(Collection entries)
__________________________________________________

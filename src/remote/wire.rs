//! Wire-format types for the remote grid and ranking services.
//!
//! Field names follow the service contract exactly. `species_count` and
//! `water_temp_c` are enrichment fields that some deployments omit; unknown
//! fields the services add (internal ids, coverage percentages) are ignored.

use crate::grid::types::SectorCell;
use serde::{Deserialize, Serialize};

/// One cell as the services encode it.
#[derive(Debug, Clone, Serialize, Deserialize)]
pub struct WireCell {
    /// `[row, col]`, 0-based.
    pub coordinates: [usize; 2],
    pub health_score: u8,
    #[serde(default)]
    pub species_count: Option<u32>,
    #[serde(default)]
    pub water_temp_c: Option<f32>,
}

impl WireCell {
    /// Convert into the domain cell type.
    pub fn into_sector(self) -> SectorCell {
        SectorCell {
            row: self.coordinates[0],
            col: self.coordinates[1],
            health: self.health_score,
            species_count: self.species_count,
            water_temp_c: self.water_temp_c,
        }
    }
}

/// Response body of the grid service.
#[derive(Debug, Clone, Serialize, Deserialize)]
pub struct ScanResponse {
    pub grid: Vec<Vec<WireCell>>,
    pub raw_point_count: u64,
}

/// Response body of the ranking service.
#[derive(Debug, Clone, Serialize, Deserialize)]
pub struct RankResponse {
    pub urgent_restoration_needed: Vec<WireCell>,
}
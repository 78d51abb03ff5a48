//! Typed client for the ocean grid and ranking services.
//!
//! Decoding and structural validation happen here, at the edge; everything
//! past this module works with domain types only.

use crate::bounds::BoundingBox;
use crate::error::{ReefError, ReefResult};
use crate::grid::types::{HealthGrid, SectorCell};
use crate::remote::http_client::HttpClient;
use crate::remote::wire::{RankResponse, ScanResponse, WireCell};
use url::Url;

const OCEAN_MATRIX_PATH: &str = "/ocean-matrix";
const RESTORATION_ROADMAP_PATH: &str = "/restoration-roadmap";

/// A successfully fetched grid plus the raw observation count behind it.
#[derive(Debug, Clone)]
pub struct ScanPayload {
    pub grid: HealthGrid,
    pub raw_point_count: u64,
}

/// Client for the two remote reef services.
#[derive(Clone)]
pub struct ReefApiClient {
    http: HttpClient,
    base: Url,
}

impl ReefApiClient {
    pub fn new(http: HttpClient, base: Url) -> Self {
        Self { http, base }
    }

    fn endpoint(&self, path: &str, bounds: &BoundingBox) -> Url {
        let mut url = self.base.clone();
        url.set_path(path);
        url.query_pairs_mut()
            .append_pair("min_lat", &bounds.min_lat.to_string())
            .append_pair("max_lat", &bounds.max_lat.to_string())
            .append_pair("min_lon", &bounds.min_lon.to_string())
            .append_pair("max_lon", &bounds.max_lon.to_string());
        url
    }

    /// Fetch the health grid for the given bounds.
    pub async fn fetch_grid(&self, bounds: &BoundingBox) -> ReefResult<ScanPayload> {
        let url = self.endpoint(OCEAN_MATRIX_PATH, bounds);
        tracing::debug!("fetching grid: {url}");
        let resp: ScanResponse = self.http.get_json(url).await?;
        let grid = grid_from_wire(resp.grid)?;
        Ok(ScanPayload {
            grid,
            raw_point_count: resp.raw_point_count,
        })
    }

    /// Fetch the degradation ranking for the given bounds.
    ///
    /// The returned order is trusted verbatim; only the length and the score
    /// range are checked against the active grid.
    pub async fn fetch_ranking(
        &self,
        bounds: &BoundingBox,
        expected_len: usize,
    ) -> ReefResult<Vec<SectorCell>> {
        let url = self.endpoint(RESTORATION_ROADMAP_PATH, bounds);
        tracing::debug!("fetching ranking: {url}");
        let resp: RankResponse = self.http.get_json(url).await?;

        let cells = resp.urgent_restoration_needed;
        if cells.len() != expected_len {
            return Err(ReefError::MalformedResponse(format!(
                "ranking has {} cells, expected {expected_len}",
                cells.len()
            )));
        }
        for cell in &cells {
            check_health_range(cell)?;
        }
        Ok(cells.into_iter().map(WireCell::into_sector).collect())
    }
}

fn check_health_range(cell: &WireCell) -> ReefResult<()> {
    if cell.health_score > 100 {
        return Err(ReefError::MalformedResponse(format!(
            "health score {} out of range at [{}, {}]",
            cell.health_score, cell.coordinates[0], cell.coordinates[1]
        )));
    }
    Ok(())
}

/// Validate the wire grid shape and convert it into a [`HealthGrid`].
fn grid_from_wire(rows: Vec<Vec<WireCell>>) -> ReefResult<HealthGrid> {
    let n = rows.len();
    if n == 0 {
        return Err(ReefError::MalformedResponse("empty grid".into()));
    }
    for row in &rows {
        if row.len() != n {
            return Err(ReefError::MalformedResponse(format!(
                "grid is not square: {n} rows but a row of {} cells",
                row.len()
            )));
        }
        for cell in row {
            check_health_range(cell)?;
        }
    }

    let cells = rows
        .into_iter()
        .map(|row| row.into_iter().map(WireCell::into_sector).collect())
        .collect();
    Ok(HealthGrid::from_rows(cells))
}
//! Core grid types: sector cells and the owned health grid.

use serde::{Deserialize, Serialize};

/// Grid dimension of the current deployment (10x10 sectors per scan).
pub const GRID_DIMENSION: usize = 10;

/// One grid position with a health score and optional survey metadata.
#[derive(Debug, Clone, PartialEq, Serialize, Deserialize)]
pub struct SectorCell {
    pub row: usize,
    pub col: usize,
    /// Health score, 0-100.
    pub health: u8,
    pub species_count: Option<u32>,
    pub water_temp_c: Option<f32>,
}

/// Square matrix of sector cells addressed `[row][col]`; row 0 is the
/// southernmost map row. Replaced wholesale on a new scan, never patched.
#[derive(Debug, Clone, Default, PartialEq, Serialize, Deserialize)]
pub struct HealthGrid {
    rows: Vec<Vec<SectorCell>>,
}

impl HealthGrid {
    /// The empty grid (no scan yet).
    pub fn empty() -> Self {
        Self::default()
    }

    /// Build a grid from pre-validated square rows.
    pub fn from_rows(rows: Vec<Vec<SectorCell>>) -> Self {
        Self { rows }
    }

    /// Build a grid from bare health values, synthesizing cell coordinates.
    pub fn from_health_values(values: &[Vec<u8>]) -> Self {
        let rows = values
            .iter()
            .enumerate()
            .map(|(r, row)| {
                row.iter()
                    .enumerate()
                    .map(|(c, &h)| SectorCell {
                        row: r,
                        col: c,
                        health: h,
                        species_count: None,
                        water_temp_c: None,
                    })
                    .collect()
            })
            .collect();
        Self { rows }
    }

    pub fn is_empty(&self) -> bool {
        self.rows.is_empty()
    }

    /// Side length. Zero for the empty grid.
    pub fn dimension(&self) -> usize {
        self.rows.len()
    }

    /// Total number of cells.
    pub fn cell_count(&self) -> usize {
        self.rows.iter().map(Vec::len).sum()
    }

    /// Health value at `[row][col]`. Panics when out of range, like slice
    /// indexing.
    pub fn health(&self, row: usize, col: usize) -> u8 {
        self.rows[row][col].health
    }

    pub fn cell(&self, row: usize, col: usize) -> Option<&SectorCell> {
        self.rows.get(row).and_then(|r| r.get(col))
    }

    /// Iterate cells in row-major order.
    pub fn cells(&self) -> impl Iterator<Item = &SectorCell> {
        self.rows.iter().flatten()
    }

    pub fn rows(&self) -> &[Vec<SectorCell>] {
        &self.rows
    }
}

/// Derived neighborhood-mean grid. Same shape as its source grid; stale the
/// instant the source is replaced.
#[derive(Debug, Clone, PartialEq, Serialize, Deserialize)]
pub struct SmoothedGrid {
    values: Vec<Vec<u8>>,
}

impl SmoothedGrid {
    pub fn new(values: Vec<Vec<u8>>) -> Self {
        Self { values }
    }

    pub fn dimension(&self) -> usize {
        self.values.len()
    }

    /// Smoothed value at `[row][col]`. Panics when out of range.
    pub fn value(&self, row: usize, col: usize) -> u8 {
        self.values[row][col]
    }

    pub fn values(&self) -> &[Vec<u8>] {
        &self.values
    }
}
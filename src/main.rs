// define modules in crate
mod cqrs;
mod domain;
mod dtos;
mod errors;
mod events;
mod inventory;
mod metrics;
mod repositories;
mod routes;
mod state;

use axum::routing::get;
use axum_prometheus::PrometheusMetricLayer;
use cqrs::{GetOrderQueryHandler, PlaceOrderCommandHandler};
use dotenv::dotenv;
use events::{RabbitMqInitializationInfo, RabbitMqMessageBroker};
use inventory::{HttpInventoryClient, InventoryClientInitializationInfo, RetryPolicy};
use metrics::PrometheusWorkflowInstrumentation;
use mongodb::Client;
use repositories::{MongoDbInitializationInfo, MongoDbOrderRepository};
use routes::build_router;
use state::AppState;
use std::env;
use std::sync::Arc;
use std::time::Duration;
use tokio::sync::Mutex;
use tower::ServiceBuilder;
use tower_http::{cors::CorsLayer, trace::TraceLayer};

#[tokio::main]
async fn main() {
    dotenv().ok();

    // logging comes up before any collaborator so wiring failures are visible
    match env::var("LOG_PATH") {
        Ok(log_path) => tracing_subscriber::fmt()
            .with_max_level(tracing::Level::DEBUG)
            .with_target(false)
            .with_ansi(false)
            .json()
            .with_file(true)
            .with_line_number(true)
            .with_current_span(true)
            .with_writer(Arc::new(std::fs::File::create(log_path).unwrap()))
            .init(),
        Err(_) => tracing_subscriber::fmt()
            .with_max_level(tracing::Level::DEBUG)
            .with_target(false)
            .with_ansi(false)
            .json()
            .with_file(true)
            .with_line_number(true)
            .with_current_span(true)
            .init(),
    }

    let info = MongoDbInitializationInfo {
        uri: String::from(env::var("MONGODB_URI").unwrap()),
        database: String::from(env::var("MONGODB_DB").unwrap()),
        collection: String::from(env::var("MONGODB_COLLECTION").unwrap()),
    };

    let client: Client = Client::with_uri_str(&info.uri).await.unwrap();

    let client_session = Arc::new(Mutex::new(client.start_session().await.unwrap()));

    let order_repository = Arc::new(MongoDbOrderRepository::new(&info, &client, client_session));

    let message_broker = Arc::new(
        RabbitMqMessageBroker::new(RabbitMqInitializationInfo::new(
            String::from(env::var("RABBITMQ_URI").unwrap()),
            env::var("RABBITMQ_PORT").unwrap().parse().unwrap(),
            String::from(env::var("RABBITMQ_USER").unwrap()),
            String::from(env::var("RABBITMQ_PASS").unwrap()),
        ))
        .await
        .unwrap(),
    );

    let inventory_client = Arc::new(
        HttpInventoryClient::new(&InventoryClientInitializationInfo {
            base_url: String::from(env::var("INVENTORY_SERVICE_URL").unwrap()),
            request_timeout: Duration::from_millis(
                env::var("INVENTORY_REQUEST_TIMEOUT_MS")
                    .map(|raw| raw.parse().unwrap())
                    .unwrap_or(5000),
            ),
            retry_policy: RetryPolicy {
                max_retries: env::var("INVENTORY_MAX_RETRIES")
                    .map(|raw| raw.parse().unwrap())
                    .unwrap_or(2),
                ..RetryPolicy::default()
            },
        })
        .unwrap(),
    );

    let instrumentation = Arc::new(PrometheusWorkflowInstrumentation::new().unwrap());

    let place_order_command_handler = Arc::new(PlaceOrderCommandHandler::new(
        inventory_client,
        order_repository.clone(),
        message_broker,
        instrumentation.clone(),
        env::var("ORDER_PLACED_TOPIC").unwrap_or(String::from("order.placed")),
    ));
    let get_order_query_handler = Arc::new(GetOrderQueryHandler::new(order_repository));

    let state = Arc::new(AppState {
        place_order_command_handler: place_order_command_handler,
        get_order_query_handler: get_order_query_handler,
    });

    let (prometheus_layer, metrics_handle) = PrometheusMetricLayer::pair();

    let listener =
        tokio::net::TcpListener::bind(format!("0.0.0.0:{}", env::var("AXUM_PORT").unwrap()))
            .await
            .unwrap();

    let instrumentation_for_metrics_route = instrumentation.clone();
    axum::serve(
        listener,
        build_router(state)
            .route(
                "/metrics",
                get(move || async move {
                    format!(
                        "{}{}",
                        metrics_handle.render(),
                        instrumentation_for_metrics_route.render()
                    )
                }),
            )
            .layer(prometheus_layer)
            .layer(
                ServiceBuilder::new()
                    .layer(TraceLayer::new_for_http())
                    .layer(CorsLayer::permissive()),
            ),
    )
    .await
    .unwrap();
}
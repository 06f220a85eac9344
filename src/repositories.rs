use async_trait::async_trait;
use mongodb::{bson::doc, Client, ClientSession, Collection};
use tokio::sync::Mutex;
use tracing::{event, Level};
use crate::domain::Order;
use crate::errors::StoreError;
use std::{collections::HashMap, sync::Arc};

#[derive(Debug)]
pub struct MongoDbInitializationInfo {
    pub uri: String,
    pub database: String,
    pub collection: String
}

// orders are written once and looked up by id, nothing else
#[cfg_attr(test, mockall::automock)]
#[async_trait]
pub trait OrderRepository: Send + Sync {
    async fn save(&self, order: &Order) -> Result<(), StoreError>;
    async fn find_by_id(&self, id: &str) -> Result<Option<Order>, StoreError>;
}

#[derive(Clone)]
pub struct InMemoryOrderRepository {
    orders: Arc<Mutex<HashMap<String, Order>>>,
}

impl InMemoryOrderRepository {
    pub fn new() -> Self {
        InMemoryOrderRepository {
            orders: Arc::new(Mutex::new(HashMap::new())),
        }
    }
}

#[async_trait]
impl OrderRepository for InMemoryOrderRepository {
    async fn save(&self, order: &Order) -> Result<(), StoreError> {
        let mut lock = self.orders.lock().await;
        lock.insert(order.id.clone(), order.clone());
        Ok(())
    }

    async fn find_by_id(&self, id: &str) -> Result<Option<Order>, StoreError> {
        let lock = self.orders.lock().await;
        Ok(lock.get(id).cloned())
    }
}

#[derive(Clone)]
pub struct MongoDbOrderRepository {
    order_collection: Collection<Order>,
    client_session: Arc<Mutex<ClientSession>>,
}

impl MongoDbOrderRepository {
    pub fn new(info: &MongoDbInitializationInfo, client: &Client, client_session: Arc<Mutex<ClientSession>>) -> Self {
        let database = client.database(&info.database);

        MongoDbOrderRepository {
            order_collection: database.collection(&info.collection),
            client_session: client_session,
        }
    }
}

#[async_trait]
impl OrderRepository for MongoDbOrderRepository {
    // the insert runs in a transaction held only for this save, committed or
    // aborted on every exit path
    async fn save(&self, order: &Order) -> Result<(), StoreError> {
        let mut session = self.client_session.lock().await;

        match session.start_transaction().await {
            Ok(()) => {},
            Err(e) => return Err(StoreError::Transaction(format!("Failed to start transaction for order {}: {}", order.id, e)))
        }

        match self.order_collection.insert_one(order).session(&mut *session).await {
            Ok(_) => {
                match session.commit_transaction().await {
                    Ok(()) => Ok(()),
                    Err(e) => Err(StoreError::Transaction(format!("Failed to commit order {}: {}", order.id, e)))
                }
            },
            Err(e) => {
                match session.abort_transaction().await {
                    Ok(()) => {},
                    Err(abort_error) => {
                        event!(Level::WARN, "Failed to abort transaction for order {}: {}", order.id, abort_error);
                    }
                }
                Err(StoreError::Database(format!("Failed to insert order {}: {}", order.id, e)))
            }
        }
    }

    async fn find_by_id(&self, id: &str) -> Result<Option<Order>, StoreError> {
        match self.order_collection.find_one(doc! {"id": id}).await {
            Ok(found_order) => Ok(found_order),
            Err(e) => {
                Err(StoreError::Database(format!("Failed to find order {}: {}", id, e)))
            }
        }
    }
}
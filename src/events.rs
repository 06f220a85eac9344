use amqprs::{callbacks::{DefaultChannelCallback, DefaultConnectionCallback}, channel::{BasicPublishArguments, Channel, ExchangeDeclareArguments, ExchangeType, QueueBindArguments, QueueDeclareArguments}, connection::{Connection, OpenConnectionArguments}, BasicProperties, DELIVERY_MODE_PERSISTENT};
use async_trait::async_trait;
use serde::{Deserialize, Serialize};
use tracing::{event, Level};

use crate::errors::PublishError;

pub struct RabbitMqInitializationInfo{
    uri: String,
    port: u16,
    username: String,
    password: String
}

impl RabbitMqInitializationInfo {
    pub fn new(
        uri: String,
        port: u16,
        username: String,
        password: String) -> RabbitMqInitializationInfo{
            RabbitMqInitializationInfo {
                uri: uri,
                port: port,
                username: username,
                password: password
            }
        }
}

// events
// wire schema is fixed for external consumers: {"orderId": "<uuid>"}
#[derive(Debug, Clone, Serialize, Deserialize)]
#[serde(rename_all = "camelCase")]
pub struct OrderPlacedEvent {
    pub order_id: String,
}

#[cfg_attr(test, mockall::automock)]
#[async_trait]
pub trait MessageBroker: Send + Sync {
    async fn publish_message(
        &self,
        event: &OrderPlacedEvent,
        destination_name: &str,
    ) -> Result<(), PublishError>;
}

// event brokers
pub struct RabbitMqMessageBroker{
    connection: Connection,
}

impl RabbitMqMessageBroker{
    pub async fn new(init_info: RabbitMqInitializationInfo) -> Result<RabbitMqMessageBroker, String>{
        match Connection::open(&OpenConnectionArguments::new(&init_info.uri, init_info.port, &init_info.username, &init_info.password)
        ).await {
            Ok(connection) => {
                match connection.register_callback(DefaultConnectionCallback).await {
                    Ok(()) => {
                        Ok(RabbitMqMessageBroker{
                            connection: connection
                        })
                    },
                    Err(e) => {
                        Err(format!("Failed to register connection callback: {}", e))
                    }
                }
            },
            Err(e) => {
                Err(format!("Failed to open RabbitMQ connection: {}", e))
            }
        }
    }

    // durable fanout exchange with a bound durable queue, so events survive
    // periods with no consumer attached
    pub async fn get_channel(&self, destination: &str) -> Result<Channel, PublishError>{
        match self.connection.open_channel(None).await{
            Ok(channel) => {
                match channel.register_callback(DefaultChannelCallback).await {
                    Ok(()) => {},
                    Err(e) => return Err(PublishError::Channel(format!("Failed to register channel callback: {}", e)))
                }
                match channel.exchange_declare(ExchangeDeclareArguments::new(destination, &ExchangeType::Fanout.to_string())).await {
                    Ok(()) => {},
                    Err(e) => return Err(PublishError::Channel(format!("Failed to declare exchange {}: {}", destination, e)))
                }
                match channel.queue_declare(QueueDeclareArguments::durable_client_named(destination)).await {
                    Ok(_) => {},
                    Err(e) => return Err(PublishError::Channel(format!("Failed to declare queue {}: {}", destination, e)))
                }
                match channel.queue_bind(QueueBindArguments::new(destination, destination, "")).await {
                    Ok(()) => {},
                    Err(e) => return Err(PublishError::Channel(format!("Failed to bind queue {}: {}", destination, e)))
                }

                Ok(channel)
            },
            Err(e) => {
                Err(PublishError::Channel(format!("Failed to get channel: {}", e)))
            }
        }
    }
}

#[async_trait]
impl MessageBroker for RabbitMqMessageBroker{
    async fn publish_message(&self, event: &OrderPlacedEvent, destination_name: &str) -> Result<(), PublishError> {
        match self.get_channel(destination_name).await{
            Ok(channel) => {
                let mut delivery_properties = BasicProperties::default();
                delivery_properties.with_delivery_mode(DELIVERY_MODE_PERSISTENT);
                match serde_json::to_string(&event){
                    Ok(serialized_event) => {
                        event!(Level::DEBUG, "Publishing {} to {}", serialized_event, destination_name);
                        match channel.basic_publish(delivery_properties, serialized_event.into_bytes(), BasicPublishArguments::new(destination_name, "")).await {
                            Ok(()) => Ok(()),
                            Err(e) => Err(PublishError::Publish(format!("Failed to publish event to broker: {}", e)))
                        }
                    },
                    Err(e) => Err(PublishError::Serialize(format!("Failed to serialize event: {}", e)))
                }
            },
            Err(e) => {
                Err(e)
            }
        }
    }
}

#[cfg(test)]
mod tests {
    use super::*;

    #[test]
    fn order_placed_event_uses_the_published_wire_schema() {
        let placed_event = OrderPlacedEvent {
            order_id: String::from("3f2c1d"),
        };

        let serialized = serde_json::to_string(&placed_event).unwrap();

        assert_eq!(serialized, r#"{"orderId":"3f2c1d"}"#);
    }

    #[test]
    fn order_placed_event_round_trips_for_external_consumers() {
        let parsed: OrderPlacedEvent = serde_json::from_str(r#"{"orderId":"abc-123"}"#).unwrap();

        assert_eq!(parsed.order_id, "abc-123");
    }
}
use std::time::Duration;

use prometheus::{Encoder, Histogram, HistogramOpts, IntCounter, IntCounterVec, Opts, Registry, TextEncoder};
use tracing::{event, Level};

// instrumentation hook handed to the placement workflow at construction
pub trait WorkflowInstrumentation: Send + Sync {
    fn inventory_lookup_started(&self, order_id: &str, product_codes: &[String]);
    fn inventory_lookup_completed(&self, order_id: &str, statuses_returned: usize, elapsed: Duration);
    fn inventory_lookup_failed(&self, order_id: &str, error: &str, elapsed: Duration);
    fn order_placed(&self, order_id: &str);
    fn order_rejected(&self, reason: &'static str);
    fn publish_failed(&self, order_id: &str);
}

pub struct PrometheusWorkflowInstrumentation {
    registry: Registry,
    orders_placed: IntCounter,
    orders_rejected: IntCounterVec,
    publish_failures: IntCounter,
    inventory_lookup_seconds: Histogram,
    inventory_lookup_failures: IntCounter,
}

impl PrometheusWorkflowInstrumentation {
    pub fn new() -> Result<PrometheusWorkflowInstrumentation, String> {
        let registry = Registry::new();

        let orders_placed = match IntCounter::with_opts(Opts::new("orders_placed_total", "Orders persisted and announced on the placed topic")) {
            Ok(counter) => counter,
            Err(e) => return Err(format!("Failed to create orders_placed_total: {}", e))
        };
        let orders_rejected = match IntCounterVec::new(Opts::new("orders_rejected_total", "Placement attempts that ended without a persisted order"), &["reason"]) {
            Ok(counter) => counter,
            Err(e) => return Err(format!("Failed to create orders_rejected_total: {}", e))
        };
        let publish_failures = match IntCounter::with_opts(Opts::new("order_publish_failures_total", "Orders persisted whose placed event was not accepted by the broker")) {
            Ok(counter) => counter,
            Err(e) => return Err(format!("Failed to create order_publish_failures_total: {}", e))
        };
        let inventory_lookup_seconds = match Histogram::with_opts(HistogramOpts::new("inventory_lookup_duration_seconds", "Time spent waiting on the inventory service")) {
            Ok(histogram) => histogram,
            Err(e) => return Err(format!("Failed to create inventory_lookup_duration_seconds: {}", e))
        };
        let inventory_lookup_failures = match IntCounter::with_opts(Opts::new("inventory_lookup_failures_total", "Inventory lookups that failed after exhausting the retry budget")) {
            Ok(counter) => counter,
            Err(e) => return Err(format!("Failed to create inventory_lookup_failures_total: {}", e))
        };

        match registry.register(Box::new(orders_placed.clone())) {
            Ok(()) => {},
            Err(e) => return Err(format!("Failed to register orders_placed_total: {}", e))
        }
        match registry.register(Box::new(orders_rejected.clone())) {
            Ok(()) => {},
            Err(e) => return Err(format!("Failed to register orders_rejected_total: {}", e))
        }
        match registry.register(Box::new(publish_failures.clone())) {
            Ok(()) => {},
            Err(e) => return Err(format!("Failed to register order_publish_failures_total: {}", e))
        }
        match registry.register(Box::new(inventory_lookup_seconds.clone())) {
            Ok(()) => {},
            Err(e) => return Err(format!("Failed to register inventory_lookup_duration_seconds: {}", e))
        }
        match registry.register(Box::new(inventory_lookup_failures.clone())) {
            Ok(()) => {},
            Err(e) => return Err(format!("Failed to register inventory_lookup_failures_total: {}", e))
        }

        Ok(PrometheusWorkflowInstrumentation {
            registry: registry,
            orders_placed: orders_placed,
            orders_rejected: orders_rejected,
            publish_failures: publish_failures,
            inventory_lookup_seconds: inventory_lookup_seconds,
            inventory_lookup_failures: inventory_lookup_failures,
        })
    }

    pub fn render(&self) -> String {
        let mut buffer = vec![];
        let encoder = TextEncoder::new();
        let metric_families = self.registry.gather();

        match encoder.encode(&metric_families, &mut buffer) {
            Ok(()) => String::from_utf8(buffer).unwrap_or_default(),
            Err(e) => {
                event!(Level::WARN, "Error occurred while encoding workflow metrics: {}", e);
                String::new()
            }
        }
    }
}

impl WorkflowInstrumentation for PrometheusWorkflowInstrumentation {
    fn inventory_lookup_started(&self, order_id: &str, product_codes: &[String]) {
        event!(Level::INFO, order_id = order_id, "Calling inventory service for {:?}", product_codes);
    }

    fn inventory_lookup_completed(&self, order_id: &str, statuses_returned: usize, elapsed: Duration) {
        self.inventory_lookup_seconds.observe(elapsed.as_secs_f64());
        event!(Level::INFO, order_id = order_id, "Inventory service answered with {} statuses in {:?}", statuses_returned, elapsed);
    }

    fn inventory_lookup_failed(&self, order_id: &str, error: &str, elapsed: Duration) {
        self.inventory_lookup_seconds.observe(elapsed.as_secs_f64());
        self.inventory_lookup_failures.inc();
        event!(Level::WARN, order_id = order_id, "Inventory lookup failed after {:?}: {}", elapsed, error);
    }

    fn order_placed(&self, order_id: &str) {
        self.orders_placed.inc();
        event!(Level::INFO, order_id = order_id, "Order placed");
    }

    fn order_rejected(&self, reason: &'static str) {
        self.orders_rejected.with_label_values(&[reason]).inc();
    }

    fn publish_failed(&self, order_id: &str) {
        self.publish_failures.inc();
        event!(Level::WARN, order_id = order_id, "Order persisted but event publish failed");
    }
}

__________________________________________________

Select every line of the records holding the string "parsed".

Completed exercise >>
        let parsed: OrderPlacedEvent = serde_json::from_str(r#"{"orderId":"abc-123"}"#).unwrap();
        assert_eq!(parsed.order_id, "abc-123");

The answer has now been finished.